▶ _Exercise description_
Every line in the records below that holds the word "content" is to be copied.

--- --- ---

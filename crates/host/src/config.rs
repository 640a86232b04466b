//! Host stack configuration management

use anyhow::{Context, Result, anyhow};
use serde::{Deserialize, Serialize};
use std::fs;
use std::path::{Path, PathBuf};

/// Bit times in one full-speed frame
pub const FULL_SPEED_FRAME_BITS: u32 = 12_000;

/// Shortest connection debounce USB 2.0 allows (7.1.7.3)
pub const MIN_DEBOUNCE_MS: u32 = 100;

#[derive(Debug, Clone, PartialEq, Eq, Serialize, Deserialize)]
pub struct HostConfig {
    /// Upper bound on the channel pool; the core may implement fewer
    #[serde(default = "HostConfig::default_channels")]
    pub channels: usize,
    /// End-of-frame guard band in full-speed bit times
    #[serde(default = "HostConfig::default_guard_band")]
    pub guard_band_bit_times: u32,
    /// Connection debounce before a port is reset
    #[serde(default = "HostConfig::default_debounce_ms")]
    pub debounce_ms: u32,
    /// How long the root port reset is held
    #[serde(default = "HostConfig::default_port_reset_ms")]
    pub port_reset_ms: u32,
    /// Length of the first GET_DESCRIPTOR(CONFIGURATION) request
    #[serde(default = "HostConfig::default_config_probe_len")]
    pub config_probe_len: u16,
    /// Language ID used for string descriptors
    #[serde(default = "HostConfig::default_string_language")]
    pub string_language: u16,
    /// Log level (trace, debug, info, warn, error)
    #[serde(default = "HostConfig::default_log_level")]
    pub log_level: String,
}

impl Default for HostConfig {
    fn default() -> Self {
        Self {
            channels: Self::default_channels(),
            guard_band_bit_times: Self::default_guard_band(),
            debounce_ms: Self::default_debounce_ms(),
            port_reset_ms: Self::default_port_reset_ms(),
            config_probe_len: Self::default_config_probe_len(),
            string_language: Self::default_string_language(),
            log_level: Self::default_log_level(),
        }
    }
}

impl HostConfig {
    fn default_channels() -> usize {
        8
    }

    fn default_guard_band() -> u32 {
        FULL_SPEED_FRAME_BITS / 10
    }

    fn default_debounce_ms() -> u32 {
        MIN_DEBOUNCE_MS
    }

    fn default_port_reset_ms() -> u32 {
        50
    }

    fn default_config_probe_len() -> u16 {
        64
    }

    fn default_string_language() -> u16 {
        protocol::types::LANG_EN_US
    }

    fn default_log_level() -> String {
        "info".to_string()
    }

    /// Load configuration from file
    pub fn load(path: Option<PathBuf>) -> Result<Self> {
        let config_path = if let Some(p) = path {
            p
        } else {
            let candidates = vec![Self::default_path(), PathBuf::from("/etc/otg-host/host.toml")];

            candidates
                .into_iter()
                .find(|p| p.exists())
                .ok_or_else(|| anyhow!("No configuration file found, using defaults"))?
        };

        let content = fs::read_to_string(&config_path)
            .with_context(|| format!("Failed to read config file: {}", config_path.display()))?;

        let config: HostConfig = toml::from_str(&content)
            .with_context(|| format!("Failed to parse config file: {}", config_path.display()))?;

        config.validate()?;

        tracing::info!("Loaded configuration from: {}", config_path.display());
        Ok(config)
    }

    /// Load configuration or return defaults if not found
    pub fn load_or_default() -> Self {
        match Self::load(None) {
            Ok(config) => config,
            Err(e) => {
                tracing::warn!("Failed to load config: {}, using defaults", e);
                Self::default()
            }
        }
    }

    /// Save configuration to the specified path
    pub fn save(&self, path: &Path) -> Result<()> {
        let content = toml::to_string_pretty(self).context("Failed to serialize configuration")?;

        if let Some(parent) = path.parent() {
            fs::create_dir_all(parent).with_context(|| {
                format!("Failed to create config directory: {}", parent.display())
            })?;
        }

        fs::write(path, content)
            .with_context(|| format!("Failed to write config file: {}", path.display()))?;

        tracing::info!("Saved configuration to: {}", path.display());
        Ok(())
    }

    /// Get the default configuration file path
    pub fn default_path() -> PathBuf {
        if let Some(config_dir) = dirs::config_dir() {
            config_dir.join("otg-host").join("host.toml")
        } else {
            PathBuf::from(".config/otg-host/host.toml")
        }
    }

    /// Validate configuration values
    pub fn validate(&self) -> Result<()> {
        let valid_levels = ["trace", "debug", "info", "warn", "error"];
        if !valid_levels.contains(&self.log_level.as_str()) {
            return Err(anyhow!(
                "Invalid log level '{}', must be one of: {:?}",
                self.log_level,
                valid_levels
            ));
        }

        if self.channels == 0 {
            return Err(anyhow!("Channel pool must hold at least one channel"));
        }

        if self.guard_band_bit_times >= FULL_SPEED_FRAME_BITS {
            return Err(anyhow!(
                "Guard band of {} bit times leaves no room in a {}-bit frame",
                self.guard_band_bit_times,
                FULL_SPEED_FRAME_BITS
            ));
        }

        if self.debounce_ms < MIN_DEBOUNCE_MS {
            return Err(anyhow!(
                "Debounce of {}ms is shorter than the {}ms minimum",
                self.debounce_ms,
                MIN_DEBOUNCE_MS
            ));
        }

        if self.config_probe_len < protocol::descriptor::CONFIGURATION_DESC_LEN as u16 {
            return Err(anyhow!(
                "Configuration probe of {} bytes cannot hold the configuration header",
                self.config_probe_len
            ));
        }

        Ok(())
    }
}

/// Load configuration from a path that may start with `~`
pub fn load_config(path: &str) -> Result<HostConfig> {
    let path_buf = PathBuf::from(shellexpand::tilde(path).as_ref());
    HostConfig::load(Some(path_buf))
}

--- --- ---

▶ _Solution_
        let content = fs::read_to_string(&config_path)
        let config: HostConfig = toml::from_str(&content)
        let content = toml::to_string_pretty(self).context("Failed to serialize configuration")?;
        fs::write(path, content)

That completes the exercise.